# Records

//! OAuth 1.0a request signing for the streaming endpoint.

use std::time::{SystemTime, UNIX_EPOCH};

use base64::{engine::general_purpose::STANDARD as BASE64, Engine as _};
use hmac::{Hmac, Mac};
use percent_encoding::{utf8_percent_encode, AsciiSet, NON_ALPHANUMERIC};
use rand::RngCore;
use sha1::Sha1;

use super::Credentials;
use crate::error::{Error, Result};

/// Everything except the RFC 3986 unreserved set `-._~` and alphanumerics
const OAUTH_ENCODE_SET: &AsciiSet = &NON_ALPHANUMERIC
    .remove(b'-')
    .remove(b'.')
    .remove(b'_')
    .remove(b'~');

type HmacSha1 = Hmac<Sha1>;

/// Builds `Authorization` header values for user-context requests
#[derive(Debug, Clone)]
pub struct OAuthSigner {
    credentials: Credentials,
}

impl OAuthSigner {
    pub fn new(credentials: Credentials) -> Self {
        Self { credentials }
    }

    /// Sign a request with a fresh nonce and the current time.
    ///
    /// `params` holds the query and form parameters of the request.
    pub fn sign(&self, method: &str, url: &str, params: &[(String, String)]) -> Result<String> {
        let timestamp = SystemTime::now()
            .duration_since(UNIX_EPOCH)
            .map_err(|e| Error::auth(format!("Failed to get timestamp: {}", e)))?
            .as_secs();

        self.sign_with(method, url, params, &generate_nonce(), timestamp)
    }

    /// Sign a request with an explicit nonce and timestamp
    pub fn sign_with(
        &self,
        method: &str,
        url: &str,
        params: &[(String, String)],
        nonce: &str,
        timestamp: u64,
    ) -> Result<String> {
        let creds = &self.credentials;
        let mut oauth_params = vec![
            ("oauth_consumer_key".to_string(), creds.consumer_key.clone()),
            ("oauth_nonce".to_string(), nonce.to_string()),
            ("oauth_signature_method".to_string(), "HMAC-SHA1".to_string()),
            ("oauth_timestamp".to_string(), timestamp.to_string()),
            ("oauth_token".to_string(), creds.access_token.clone()),
            ("oauth_version".to_string(), "1.0".to_string()),
        ];

        // Parameters are sorted by encoded name, then encoded value
        let mut encoded: Vec<(String, String)> = oauth_params
            .iter()
            .chain(params.iter())
            .map(|(k, v)| (percent_encode(k), percent_encode(v)))
            .collect();
        encoded.sort();

        let param_string = encoded
            .iter()
            .map(|(k, v)| format!("{}={}", k, v))
            .collect::<Vec<_>>()
            .join("&");

        let base_string = format!(
            "{}&{}&{}",
            method.to_uppercase(),
            percent_encode(url),
            percent_encode(&param_string)
        );
        let signing_key = format!(
            "{}&{}",
            percent_encode(&creds.consumer_secret),
            percent_encode(&creds.access_token_secret)
        );

        oauth_params.push(("oauth_signature".to_string(), hmac_sha1(&signing_key, &base_string)?));

        let header = oauth_params
            .iter()
            .map(|(k, v)| format!("{}=\"{}\"", percent_encode(k), percent_encode(v)))
            .collect::<Vec<_>>()
            .join(", ");

        Ok(format!("OAuth {}", header))
    }
}

/// Percent-encode per RFC 3986
pub fn percent_encode(s: &str) -> String {
    utf8_percent_encode(s, OAUTH_ENCODE_SET).to_string()
}

/// 32 random hex characters
fn generate_nonce() -> String {
    let mut bytes = [0u8; 16];
    rand::thread_rng().fill_bytes(&mut bytes);
    bytes.iter().map(|b| format!("{:02x}", b)).collect()
}

fn hmac_sha1(key: &str, data: &str) -> Result<String> {
    let mut mac = HmacSha1::new_from_slice(key.as_bytes()).map_err(|e| Error::auth(e.to_string()))?;
    mac.update(data.as_bytes());
    Ok(BASE64.encode(mac.finalize().into_bytes()))
}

# Task prompt
Word for word, restate the entries that appear above.

# The completed task
//! OAuth 1.0a request signing for the streaming endpoint.

use std::time::{SystemTime, UNIX_EPOCH};

use base64::{engine::general_purpose::STANDARD as BASE64, Engine as _};
use hmac::{Hmac, Mac};
use percent_encoding::{utf8_percent_encode, AsciiSet, NON_ALPHANUMERIC};
use rand::RngCore;
use sha1::Sha1;

use super::Credentials;
use crate::error::{Error, Result};

/// Everything except the RFC 3986 unreserved set `-._~` and alphanumerics
const OAUTH_ENCODE_SET: &AsciiSet = &NON_ALPHANUMERIC
    .remove(b'-')
    .remove(b'.')
    .remove(b'_')
    .remove(b'~');

type HmacSha1 = Hmac<Sha1>;

/// Builds `Authorization` header values for user-context requests
#[derive(Debug, Clone)]
pub struct OAuthSigner {
    credentials: Credentials,
}

impl OAuthSigner {
    pub fn new(credentials: Credentials) -> Self {
        Self { credentials }
    }

    /// Sign a request with a fresh nonce and the current time.
    ///
    /// `params` holds the query and form parameters of the request.
    pub fn sign(&self, method: &str, url: &str, params: &[(String, String)]) -> Result<String> {
        let timestamp = SystemTime::now()
            .duration_since(UNIX_EPOCH)
            .map_err(|e| Error::auth(format!("Failed to get timestamp: {}", e)))?
            .as_secs();

        self.sign_with(method, url, params, &generate_nonce(), timestamp)
    }

    /// Sign a request with an explicit nonce and timestamp
    pub fn sign_with(
        &self,
        method: &str,
        url: &str,
        params: &[(String, String)],
        nonce: &str,
        timestamp: u64,
    ) -> Result<String> {
        let creds = &self.credentials;
        let mut oauth_params = vec![
            ("oauth_consumer_key".to_string(), creds.consumer_key.clone()),
            ("oauth_nonce".to_string(), nonce.to_string()),
            ("oauth_signature_method".to_string(), "HMAC-SHA1".to_string()),
            ("oauth_timestamp".to_string(), timestamp.to_string()),
            ("oauth_token".to_string(), creds.access_token.clone()),
            ("oauth_version".to_string(), "1.0".to_string()),
        ];

        // Parameters are sorted by encoded name, then encoded value
        let mut encoded: Vec<(String, String)> = oauth_params
            .iter()
            .chain(params.iter())
            .map(|(k, v)| (percent_encode(k), percent_encode(v)))
            .collect();
        encoded.sort();

        let param_string = encoded
            .iter()
            .map(|(k, v)| format!("{}={}", k, v))
            .collect::<Vec<_>>()
            .join("&");

        let base_string = format!(
            "{}&{}&{}",
            method.to_uppercase(),
            percent_encode(url),
            percent_encode(&param_string)
        );
        let signing_key = format!(
            "{}&{}",
            percent_encode(&creds.consumer_secret),
            percent_encode(&creds.access_token_secret)
        );

        oauth_params.push(("oauth_signature".to_string(), hmac_sha1(&signing_key, &base_string)?));

        let header = oauth_params
            .iter()
            .map(|(k, v)| format!("{}=\"{}\"", percent_encode(k), percent_encode(v)))
            .collect::<Vec<_>>()
            .join(", ");

        Ok(format!("OAuth {}", header))
    }
}

/// Percent-encode per RFC 3986
pub fn percent_encode(s: &str) -> String {
    utf8_percent_encode(s, OAUTH_ENCODE_SET).to_string()
}

/// 32 random hex characters
fn generate_nonce() -> String {
    let mut bytes = [0u8; 16];
    rand::thread_rng().fill_bytes(&mut bytes);
    bytes.iter().map(|b| format!("{:02x}", b)).collect()
}

fn hmac_sha1(key: &str, data: &str) -> Result<String> {
    let mut mac = HmacSha1::new_from_slice(key.as_bytes()).map_err(|e| Error::auth(e.to_string()))?;
    mac.update(data.as_bytes());
    Ok(BASE64.encode(mac.finalize().into_bytes()))
}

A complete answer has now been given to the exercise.